For years now, how a retailer conducts its returns process has had a direct impact on winning customers and keeping them loyal to their brand. In fact, ShipStation conducted a study on consumers’ attitudes when it comes to making returns at the end of 2019, and found that 95 percent agree that a poor returns experience would make them less likely to purchase from a brand again in the future. Furthermore, the study also found that 77 percent of consumers still prefer to handle returns in stores vs. online.
As you can imagine, these two charted trends have shifted drastically amid the COVID-19 outbreak. Since March, brick-and-mortar storefronts have been shuttered, e-commerce supply chains have been disrupted, and consumer shopping behaviors have shifted to one of two extremes: either buying everything in efforts to stockpile or buying nothing in efforts to save.
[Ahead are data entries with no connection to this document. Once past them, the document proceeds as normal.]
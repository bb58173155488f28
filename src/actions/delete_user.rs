use chrono::Utc;
use serde_json::json;
use uuid::Uuid;

use crate::actor::Actor;
use crate::audit::{AuditAction, AuditLogRepository, NewAuditEntry};
use crate::provider::IdentityProvider;
use crate::store::{MembershipRepository, UserPurgeRepository};
use crate::ActionError;

const DENY_SELF_DELETE: &str = "You cannot delete your own account";

/// Permanently deletes a user: the provider identity first, then the store's
/// memberships, pending invites and profile in one transaction.
///
/// Refused up front when the target is the sole owner of any practice, so an
/// administrator must transfer ownership before the account can go. The
/// provider identity may already be gone; the purge still runs and the audit
/// entry records whether the identity was found.
pub struct DeleteUserAction<I, M, U, A>
where
    I: IdentityProvider,
    M: MembershipRepository,
    U: UserPurgeRepository,
    A: AuditLogRepository,
{
    provider: I,
    members: M,
    purge: U,
    audit: A,
}

impl<I, M, U, A> DeleteUserAction<I, M, U, A>
where
    I: IdentityProvider,
    M: MembershipRepository,
    U: UserPurgeRepository,
    A: AuditLogRepository,
{
    pub fn new(provider: I, members: M, purge: U, audit: A) -> Self {
        Self {
            provider,
            members,
            purge,
            audit,
        }
    }

    /// Returns the user-facing confirmation message.
    ///
    /// # Errors
    ///
    /// - `ActionError::Forbidden`: actor targeting themselves
    /// - `ActionError::OwnerInvariant`: target is the sole owner of at
    ///   least one practice
    /// - `ActionError::Provider` / `ActionError::Database`: upstream
    ///   failure before or during the destructive steps
    #[cfg_attr(
        feature = "tracing",
        tracing::instrument(name = "delete_user", skip_all, err)
    )]
    pub async fn execute(
        &self,
        actor: &Actor,
        target_user_id: Uuid,
    ) -> Result<String, ActionError> {
        if actor.id == target_user_id {
            return Err(ActionError::Forbidden(DENY_SELF_DELETE.to_owned()));
        }

        let identity = self.provider.get_user_by_id(target_user_id).await?;
        let mut user_was_found = identity.is_some();
        let target_email = identity.and_then(|u| u.email);

        let memberships = self
            .members
            .memberships_with_practice(target_user_id)
            .await?;

        // every practice where the target is the only owner blocks deletion
        let mut sole_owner_of = Vec::new();
        for membership in memberships.iter().filter(|m| m.role.is_owner()) {
            if self.members.count_owners(membership.practice_id).await? <= 1 {
                sole_owner_of.push(membership);
            }
        }
        if !sole_owner_of.is_empty() {
            let names: Vec<&str> = sole_owner_of
                .iter()
                .filter_map(|m| m.practice_name.as_deref())
                .collect();
            let list = if names.is_empty() {
                "their practice".to_owned()
            } else {
                names.join(", ")
            };
            return Err(ActionError::OwnerInvariant(format!(
                "Cannot delete user while they are the sole owner of {list}. Transfer ownership first."
            )));
        }

        match self.provider.delete_user(target_user_id).await {
            Ok(()) => {}
            // identity already gone, the store cleanup still applies
            Err(ActionError::NotFound(_)) => user_was_found = false,
            Err(err) => return Err(err),
        }

        self.purge.purge_user(target_user_id, Utc::now()).await?;

        self.audit
            .append(NewAuditEntry {
                action: AuditAction::UserDeleted,
                actor_user_id: Some(actor.id),
                target_user_id: Some(target_user_id),
                metadata: json!({
                    "actor_email": actor.email,
                    "target_email": target_email,
                    "user_was_found": user_was_found,
                    "memberships": memberships,
                }),
            })
            .await?;

        log::info!(
            target: "archibill",
            "msg=\"user deleted\", target_id={}, identity_found={}, memberships={}",
            target_user_id,
            user_was_found,
            memberships.len()
        );

        Ok(match target_email {
            Some(email) => format!("Deleted {email}"),
            None => "Deleted".to_owned(),
        })
    }
}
And with this surge in online purchasing come returns. Here are three ways retailers can revamp their returns processes to comply with safety guidelines while still keeping up with the needs of consumers.
Extend Returns Windows
While retailers will typically offer seven- to 30-day return windows, COVID-19 has significantly impacted the supply chain’s typical warehouse-to-front-door timeline. When shipments take two weeks-plus to arrive, customers need more time between when the order is placed and making the decision of whether to keep the item. In fact, new ShipStation data found that 58 percent of consumers now expect longer returns windows given the current economic conditions. Try to extend returns deadlines to two weeks after your brick-and-mortar storefront re-opens to ensure consumers have options amid uncertain times. This may make you lose a short-term gain, but will help you retain a lifelong customer.
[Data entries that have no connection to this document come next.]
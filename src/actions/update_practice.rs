use uuid::Uuid;

use crate::actor::Actor;
use crate::policy::{can_manage_practice, DENY_MANAGE_PRACTICE};
use crate::store::{MembershipRepository, PracticeFields, PracticeRepository};
use crate::types::Practice;
use crate::validators::{sanitize, validate_practice_name};
use crate::ActionError;
use crate::actions::CreatePracticeInput;

/// Updates a practice's profile fields. Owners and admins only.
///
/// Input goes through the same sanitation as creation.
pub struct UpdatePracticeAction<P, M>
where
    P: PracticeRepository,
    M: MembershipRepository,
{
    practices: P,
    members: M,
}

impl<P, M> UpdatePracticeAction<P, M>
where
    P: PracticeRepository,
    M: MembershipRepository,
{
    pub fn new(practices: P, members: M) -> Self {
        Self { practices, members }
    }

    /// # Errors
    ///
    /// - `ActionError::Forbidden`: actor is not an owner or admin of the
    ///   practice (or not a member at all)
    /// - `ActionError::Validation`: empty name after trimming
    /// - `ActionError::NotFound`: practice row is gone
    #[cfg_attr(
        feature = "tracing",
        tracing::instrument(name = "update_practice", skip_all, err)
    )]
    pub async fn execute(
        &self,
        actor: &Actor,
        practice_id: Uuid,
        input: CreatePracticeInput,
    ) -> Result<Practice, ActionError> {
        let membership = self
            .members
            .find_by_practice_and_user(practice_id, actor.id)
            .await?;
        if !can_manage_practice(membership.map(|m| m.role)) {
            return Err(ActionError::Forbidden(DENY_MANAGE_PRACTICE.to_owned()));
        }

        let name = validate_practice_name(&input.name)?;
        let billing_email = sanitize(Some(&input.billing_email), 255, false);
        let currency = sanitize(Some(&input.currency), 10, true).to_uppercase();
        let timezone = sanitize(Some(&input.timezone), 100, false);

        let practice = self
            .practices
            .update(
                practice_id,
                PracticeFields {
                    name,
                    billing_email: (!billing_email.is_empty()).then_some(billing_email),
                    currency: if currency.is_empty() {
                        "GBP".to_owned()
                    } else {
                        currency
                    },
                    timezone: if timezone.is_empty() {
                        "Europe/London".to_owned()
                    } else {
                        timezone
                    },
                },
            )
            .await?;

        log::info!(
            target: "archibill",
            "msg=\"practice updated\", practice_id={}, actor_id={}",
            practice.id,
            actor.id
        );

        Ok(practice)
    }
}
Make Communication Crystal Clear
Hiccups in the returns process are inevitable with the current state of the supply chain, and what you say to your customers amid the process is imperative. In fact, our recent data found that 94 percent of consumers said they now expect retailers to have easy-to-find information on their website about shipping delays and impacts. Increased visibility into the supply chain promotes enhanced transparency to consumers, enabling them to stay in the loop with every step, from making the return to ultimately getting their money back. Though it’s harder than ever to keep track of shipments, make communication with consumers (whether good news or bad) a key priority, especially while storefronts are closed.
Create a Seamless Mail-Returns Process
As a consumer, you’ve probably attempted the mail-to-return process: if the retailer doesn’t offer pre-paid shipping and packaging, it can be a process with quite a bit of friction. In fact, ShipStation recently found that having a return label included in the box was a key factor for driving a repeat purchase (46 percent). Now, consumers no longer have the luxury to return in-store, or even create a shipping label at a post office, and many will still be hesitant to do so even when storefronts re-open. In addition to lengthened returns windows and on-demand communication, retailers must also offer pre-paid shipping labels and materials to kick-start the returns process, get merchandise back in market, and process refunds.
Retailers were just catching up to the returns needs of the modern-day, online-savvy consumer, but now they need to rethink their processes in response to recent industrywide disruptions. By extending returns windows, making communications crystal clear, and providing the materials needed for mailing returns, retailers can safely and effectively respond to growing consumer needs right now.
Krish Iyer is head of industry relations and strategic partnerships at ShipStation, a shipping software company.